Shuttling a couple of vehicles out to Willow Creek Camp in Saline Valley, we returned to Independence and drove the steep but passable Betty Jumbo mine road up to the Black Eagle mine at 7,200'. This is a great approach into the Inyos since it gets you to within 2,000' of the Inyo crest. After changing a flat tire, it was late Friday afternoon when we started our trip by backpacking past a fairly intact cabin at the Black Eagle mine. There is a fairly open ridgeline with a moderate grade which leads nicely to the Inyo crest from the Black Eagle mine. We reached the crest and made camp at the top of the Willow Creek drainage which great views into both Saline Valley and Owens Valley. We were at a point about four miles north of the Pat Keyes Pass and found several old horse and mule shoes in the area - which caused us to theorize on what route had been used to get there. Our best guess was that they had ventured north from Pat Keyes Pass while exploring for minerals. We did have some vague information about a possible old trail which had come up Willow Canyon during the 19th century but never found any solid evidence of its existence.

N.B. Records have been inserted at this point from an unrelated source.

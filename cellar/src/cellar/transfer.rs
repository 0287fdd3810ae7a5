use soroban_sdk::{log, panic_with_error, Address, Env};

use crate::cellar::conversion::exchange_rate;
use crate::cellar::ledger::{self, ConsumeMode};
use crate::cellar::shares;
use crate::errors::CellarError;
use crate::events::CellarEvents;
use crate::storage;

/// Move up to `amount` shares from `from` to `to`, carrying the backing
/// deposit records along
///
/// With `only_active`, inactive records stay with `from` and fewer shares
/// than requested may move. An allowance granted by `from` to `spender` is
/// spent by the shares actually moved.
///
/// Returns the shares moved
pub fn execute_transfer(
    e: &Env,
    spender: &Address,
    from: &Address,
    to: &Address,
    amount: i128,
    only_active: bool,
) -> i128 {
    if amount <= 0 {
        panic_with_error!(e, CellarError::ZeroShares);
    }
    if amount > storage::get_balance(e, from) {
        panic_with_error!(e, CellarError::InsufficientShares);
    }
    if from == to {
        return amount;
    }

    let rate = exchange_rate(e);
    let consumed = ledger::consume_from(
        e,
        from,
        amount,
        ConsumeMode::Transfer { to, only_active },
        rate,
    );
    if consumed.shares < amount {
        log!(e, "partial transfer", amount, consumed.shares);
    }

    if spender != from {
        shares::spend_allowance(e, from, spender, consumed.shares);
    }
    shares::move_balance(e, from, to, consumed.shares);
    CellarEvents::transfer(e, from.clone(), to.clone(), amount, consumed.shares);
    consumed.shares
}
use soroban_sdk::{contractclient, Address, Env, Vec};

/// Swap collaborator used when the vault changes asset or converts rewards
#[contractclient(name = "SwapRouterClient")]
pub trait SwapRouter {
    /// Swaps exactly `amount_in` of `path[0]` pulled from `sender` through
    /// every hop of `path` and sends the output to `to`
    ///
    /// # Returns
    /// Amount of the last asset in `path` received
    ///
    /// # Panics
    /// If the output is below `min_amount_out`
    fn swap_exact_in(
        e: Env,
        sender: Address,
        path: Vec<Address>,
        amount_in: i128,
        min_amount_out: i128,
        to: Address,
    ) -> i128;
}
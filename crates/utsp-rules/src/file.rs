// This Source Code Form is subject to the terms of the Mozilla Public
// License, v. 2.0. If a copy of the MPL was not distributed with this
// file, You can obtain one at https://mozilla.org/MPL/2.0/.

//! Validation of every void element in one model

use std::path::Path;

use log::info;
use serde::ser::{SerializeStruct, Serializer};
use serde::Serialize;
use utsp_model::IfcModel;

use crate::config::ValidationConfig;
use crate::element::{validate_element, ElementRecord, ElementStatus};

/// Tallies over a file's elements
///
/// `ok + feil + advarsel + mangler_pset == total` always holds.
#[derive(Clone, Copy, Debug, Default, PartialEq, Eq, Serialize)]
pub struct FileSummary {
    pub total: usize,
    pub ok: usize,
    pub feil: usize,
    pub advarsel: usize,
    pub mangler_pset: usize,
    /// Elements carrying the property set under its exact name
    pub has_pset: usize,
    pub total_errors: usize,
    pub total_warnings: usize,
}

impl FileSummary {
    pub fn from_elements(elements: &[ElementRecord]) -> Self {
        elements.iter().fold(Self::default(), |mut acc, element| {
            acc.total += 1;
            match element.status {
                ElementStatus::Ok => acc.ok += 1,
                ElementStatus::Error => acc.feil += 1,
                ElementStatus::Warning => acc.advarsel += 1,
                ElementStatus::MissingPropertySet => acc.mangler_pset += 1,
            }
            acc.has_pset += usize::from(element.has_pset());
            acc.total_errors += element.error_count;
            acc.total_warnings += element.warning_count;
            acc
        })
    }

    /// Share of elements with the property set, in percent
    pub fn coverage(&self) -> f64 {
        if self.total == 0 {
            0.0
        } else {
            self.has_pset as f64 * 100.0 / self.total as f64
        }
    }

    /// Share of elements without any finding, in percent
    pub fn approval_rate(&self) -> f64 {
        if self.total == 0 {
            0.0
        } else {
            self.ok as f64 * 100.0 / self.total as f64
        }
    }

    /// Add another file's tallies
    pub fn merge(mut self, other: &FileSummary) -> Self {
        self.total += other.total;
        self.ok += other.ok;
        self.feil += other.feil;
        self.advarsel += other.advarsel;
        self.mangler_pset += other.mangler_pset;
        self.has_pset += other.has_pset;
        self.total_errors += other.total_errors;
        self.total_warnings += other.total_warnings;
        self
    }
}

/// Validation result for one file
#[derive(Clone, Debug, PartialEq)]
pub struct FileRecord {
    pub filename: String,
    /// Discipline code taken from the file name, if any
    pub expected_prefix: Option<String>,
    elements: Vec<ElementRecord>,
    summary: FileSummary,
}

impl FileRecord {
    pub fn new(
        filename: impl Into<String>,
        expected_prefix: Option<String>,
        elements: Vec<ElementRecord>,
    ) -> Self {
        let summary = FileSummary::from_elements(&elements);
        Self {
            filename: filename.into(),
            expected_prefix,
            elements,
            summary,
        }
    }

    /// Elements in model order
    pub fn elements(&self) -> &[ElementRecord] {
        &self.elements
    }

    pub fn summary(&self) -> &FileSummary {
        &self.summary
    }
}

impl Serialize for FileRecord {
    fn serialize<S: Serializer>(&self, serializer: S) -> Result<S::Ok, S::Error> {
        let mut record = serializer.serialize_struct("FileRecord", 4)?;
        record.serialize_field("filename", &self.filename)?;
        record.serialize_field("expected_prefix", &self.expected_prefix)?;
        record.serialize_field("summary", &self.summary)?;
        record.serialize_field("elements", &self.elements)?;
        record.end()
    }
}

/// Discipline code named in a file name, e.g. `A4_RIV_Utsparinger.ifc` → `RIV`
///
/// The stem is split on `_`; a single-segment stem never yields a prefix.
pub fn expected_prefix<S: AsRef<str>>(filename: &str, codes: &[S]) -> Option<String> {
    let stem = Path::new(filename).file_stem()?.to_str()?;
    let parts: Vec<&str> = stem.split('_').collect();
    if parts.len() < 2 {
        return None;
    }
    parts
        .into_iter()
        .find(|part| codes.iter().any(|code| code.as_ref() == *part))
        .map(str::to_string)
}

/// Validate every element of the configured class, in file order
pub fn validate_model(model: &dyn IfcModel, filename: &str, config: &ValidationConfig) -> FileRecord {
    let prefix = expected_prefix(filename, &config.disciplines);
    let entities = model.resolver().entities_by_type(&config.element_type);
    info!(
        "{}: {} {} elements, expected prefix {}",
        filename,
        entities.len(),
        config.element_type,
        prefix.as_deref().unwrap_or("-")
    );

    let elements = entities
        .iter()
        .map(|entity| validate_element(model, entity, prefix.as_deref()))
        .collect();

    FileRecord::new(filename, prefix, elements)
}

On the second day, we began the descent of Willow Creek. The upper part of the canyon was steep with loose rock and some brush to push through but nothing difficult. At 6,200', the canyon opened up and became more gradual. For .5 mile we passed several sites where there was evidence of historic camping by miners, several old sets of Bighorn horns, and a riparian covered hillside where a small amount of surface water was observed. The evidence of old mining camps supported the theory that there is a historic trail through this canyon but we never spotted any trail crossing into the canyon - and as we later determined, no trail could come up from the canyon bottom.

At 5,200', we left the Inyo National Forest and entered BLM administered land. It was late afternoon, the canyon had become narrow and deep and at 4,900' we encountered a 110' high dry waterfall. It was a great campsite, high on a perch looking down canyon and out to Saline Valley. While enjoying the evening views, Tom and Morgan scouted out a route we could use the next day to bypass the falls on the north side.

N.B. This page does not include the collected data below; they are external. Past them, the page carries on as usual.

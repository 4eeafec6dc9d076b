// This Source Code Form is subject to the terms of the Mozilla Public
// License, v. 2.0. If a copy of the MPL was not distributed with this
// file, You can obtain one at https://mozilla.org/MPL/2.0/.

//! `utsp serve`: upload page that validates IFC files and answers with the
//! HTML report, with the spreadsheet and annotated models as downloads

use std::io::Write;
use std::path::Path;
use std::sync::Arc;

use anyhow::{Context, Result};
use axum::extract::{DefaultBodyLimit, Multipart, State};
use axum::http::StatusCode;
use axum::response::{Html, IntoResponse, Response};
use axum::routing::{get, post};
use axum::Router;
use base64::engine::general_purpose::STANDARD;
use base64::Engine as _;
use chrono::Local;
use log::{info, warn};
use utsp_parser::ParsedModel;
use utsp_report::{annotate, excel_to_buffer, AnnotateOptions, ExcelLayout, HtmlReport};
use utsp_rules::{validate_model, FileRecord, ValidationConfig};

use crate::cli::ServeArgs;

const XLSX_MIME: &str = "application/vnd.openxmlformats-officedocument.spreadsheetml.sheet";

struct AppState {
    config: ValidationConfig,
}

/// Any handler failure, rendered as a 500 page
struct AppError(anyhow::Error);

impl IntoResponse for AppError {
    fn into_response(self) -> Response {
        warn!("Request failed: {:#}", self.0);
        (
            StatusCode::INTERNAL_SERVER_ERROR,
            format!("Validering feilet: {:#}", self.0),
        )
            .into_response()
    }
}

impl<E: Into<anyhow::Error>> From<E> for AppError {
    fn from(err: E) -> Self {
        Self(err.into())
    }
}

/// One uploaded file
struct Upload {
    filename: String,
    data: Vec<u8>,
}

/// Results for one request
#[derive(Default)]
struct Validated {
    records: Vec<FileRecord>,
    /// `(download name, content)` per successfully validated file
    annotated: Vec<(String, Vec<u8>)>,
    /// `(file name, reason)` per rejected file
    failed: Vec<(String, String)>,
}

fn escape_html(text: &str) -> String {
    let mut out = String::with_capacity(text.len());
    for c in text.chars() {
        match c {
            '&' => out.push_str("&amp;"),
            '<' => out.push_str("&lt;"),
            '>' => out.push_str("&gt;"),
            '"' => out.push_str("&quot;"),
            '\'' => out.push_str("&#39;"),
            _ => out.push(c),
        }
    }
    out
}

fn data_link(mime: &str, download: &str, bytes: &[u8], label: &str) -> String {
    format!(
        "<a download=\"{}\" href=\"data:{};base64,{}\">{}</a>",
        escape_html(download),
        mime,
        STANDARD.encode(bytes),
        escape_html(label)
    )
}

/// Parse and validate one upload through a temporary file
///
/// The temporary file is removed when it goes out of scope, on every path.
fn validate_upload(upload: &Upload, config: &ValidationConfig) -> Result<(FileRecord, Vec<u8>)> {
    let mut tmp = tempfile::Builder::new().suffix(".ifc").tempfile()?;
    tmp.write_all(&upload.data)?;
    tmp.flush()?;

    let model = ParsedModel::open(tmp.path())?;
    let record = validate_model(&model, &upload.filename, config);
    let annotated = annotate(&model, &record, &AnnotateOptions::new().with_colors(true))?;
    info!(
        "{}: {} elements, {} annotated",
        upload.filename,
        record.summary().total,
        annotated.updated
    );
    Ok((record, annotated.content))
}

fn validate_uploads(uploads: &[Upload], config: &ValidationConfig) -> Validated {
    let mut validated = Validated::default();
    for upload in uploads {
        match validate_upload(upload, config) {
            Ok((record, content)) => {
                let stem = Path::new(&upload.filename)
                    .file_stem()
                    .map(|s| s.to_string_lossy().into_owned())
                    .unwrap_or_else(|| "modell".to_string());
                validated
                    .annotated
                    .push((format!("{}_validert.ifc", stem), content));
                validated.records.push(record);
            }
            Err(e) => {
                warn!("{}: {:#}", upload.filename, e);
                validated.failed.push((upload.filename.clone(), format!("{:#}", e)));
            }
        }
    }
    validated
}

/// Report page with the downloads and failures above it
fn render_page(validated: &Validated) -> Result<String> {
    let stamp = Local::now().format("%Y%m%d_%H%M").to_string();
    let mut banner = String::from("<div class=\"banner\">\n<h2>Nedlastinger</h2>\n");

    if !validated.records.is_empty() {
        let workbook = excel_to_buffer(&validated.records, ExcelLayout::Combined)
            .context("Excel-rapporten kunne ikke lages")?;
        banner.push_str(&data_link(
            XLSX_MIME,
            &format!("A4_Utsp_validering_{}.xlsx", stamp),
            &workbook,
            "Excel-rapport",
        ));
        let standalone = HtmlReport::new(&validated.records).render()?;
        banner.push_str(&data_link(
            "text/html",
            &format!("A4_Utsp_validering_{}.html", stamp),
            standalone.as_bytes(),
            "HTML-rapport",
        ));
        for (name, content) in &validated.annotated {
            banner.push_str(&data_link("application/octet-stream", name, content, name));
        }
    }
    for (filename, reason) in &validated.failed {
        banner.push_str(&format!(
            "\n<p class=\"failed\">Kunne ikke lese {}: {}</p>",
            escape_html(filename),
            escape_html(reason)
        ));
    }
    banner.push_str("\n</div>");

    Ok(HtmlReport::new(&validated.records)
        .with_banner(banner)
        .render()?)
}

async fn index() -> Html<&'static str> {
    Html(include_str!("upload.html"))
}

async fn health() -> &'static str {
    "ok"
}

async fn validate(
    State(state): State<Arc<AppState>>,
    mut multipart: Multipart,
) -> std::result::Result<Html<String>, AppError> {
    let mut uploads = Vec::new();
    while let Some(field) = multipart.next_field().await? {
        let Some(filename) = field.file_name().map(str::to_string) else {
            continue;
        };
        if !filename.to_ascii_lowercase().ends_with(".ifc") {
            info!("Ignoring upload {}", filename);
            continue;
        }
        let data = field.bytes().await?.to_vec();
        uploads.push(Upload { filename, data });
    }
    if uploads.is_empty() {
        return Err(AppError(anyhow::anyhow!("Ingen IFC-filer lastet opp")));
    }
    info!("Validating {} uploaded files", uploads.len());

    // Parsing is CPU bound; keep it off the async workers
    let page = tokio::task::spawn_blocking(move || {
        let validated = validate_uploads(&uploads, &state.config);
        render_page(&validated)
    })
    .await??;

    Ok(Html(page))
}

fn router(state: Arc<AppState>, max_upload_bytes: usize) -> Router {
    Router::new()
        .route("/", get(index))
        .route("/validate", post(validate))
        .route("/health", get(health))
        .layer(DefaultBodyLimit::max(max_upload_bytes))
        .with_state(state)
}

pub async fn run(args: &ServeArgs) -> Result<()> {
    let state = Arc::new(AppState {
        config: args.rules.config(),
    });
    let app = router(state, args.max_upload_mb.saturating_mul(1024 * 1024));

    let listener = tokio::net::TcpListener::bind(args.addr)
        .await
        .with_context(|| format!("Kunne ikke lytte på {}", args.addr))?;
    info!("Listening on http://{}", args.addr);
    println!("A4_Utsp validering: http://{}", args.addr);

    axum::serve(listener, app).await.context("Serveren stoppet")?;
    Ok(())
}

The next morning, it took us awhile to climb around the waterfall due to the steepness of the canyon and rather loose rock. Moving carefully with our full backpacks, we used a rope belay for down climbing at one point. Finally back to the canyon floor, our third day was pleasant hiking down the canyon bottom with generally easy terrain and little brush as we moved lower. For a short distance in the canyon below 4,300', we observed several examples of the rare Dedeckera perennial plant (mainly endemic in the South Eureka Valley Corridor) and some more Bighorn sheep horns. We encountered three more dry waterfalls which we could not climb around and had to rappel:

Rappel No. 1
4,600': A 100' high waterfall which with some careful effort can be bypassed by climbing around the north side.

Rappel No. 2
4,200': A 25' high waterfall which with a perfectly vertical wall and water sculptured slot which we named "Chimney Fall".

Rappel No. 3
4,150': A 20' open face waterfall.

Rappel No. 4
4,050': A 75' vertical, perfectly smooth waterfall in a narrow, deep canyon. This is an impressive waterfall situated in a narrow canyon with high vertical sidewalls.

After the last rappel, it was a quick walk down to the main Willow Creek channel at 3,000' where there was a good flow of water. We camped here and in addition to replenishing with water, it felt good to clean off some in the stream water as we rehydrated. Next day, Monday, several of the group explored up canyon for awhile before we hiked on down canyon to the Willow Creek Camp on the Saline Road. The caretaker for the White Eagle mine had their swimming pool all fixed up and invited us to jump in. It was a great midday break relaxing around the pool before making the long shuttle drive back around to get our vehicles up on the Betty Jumbo mine road.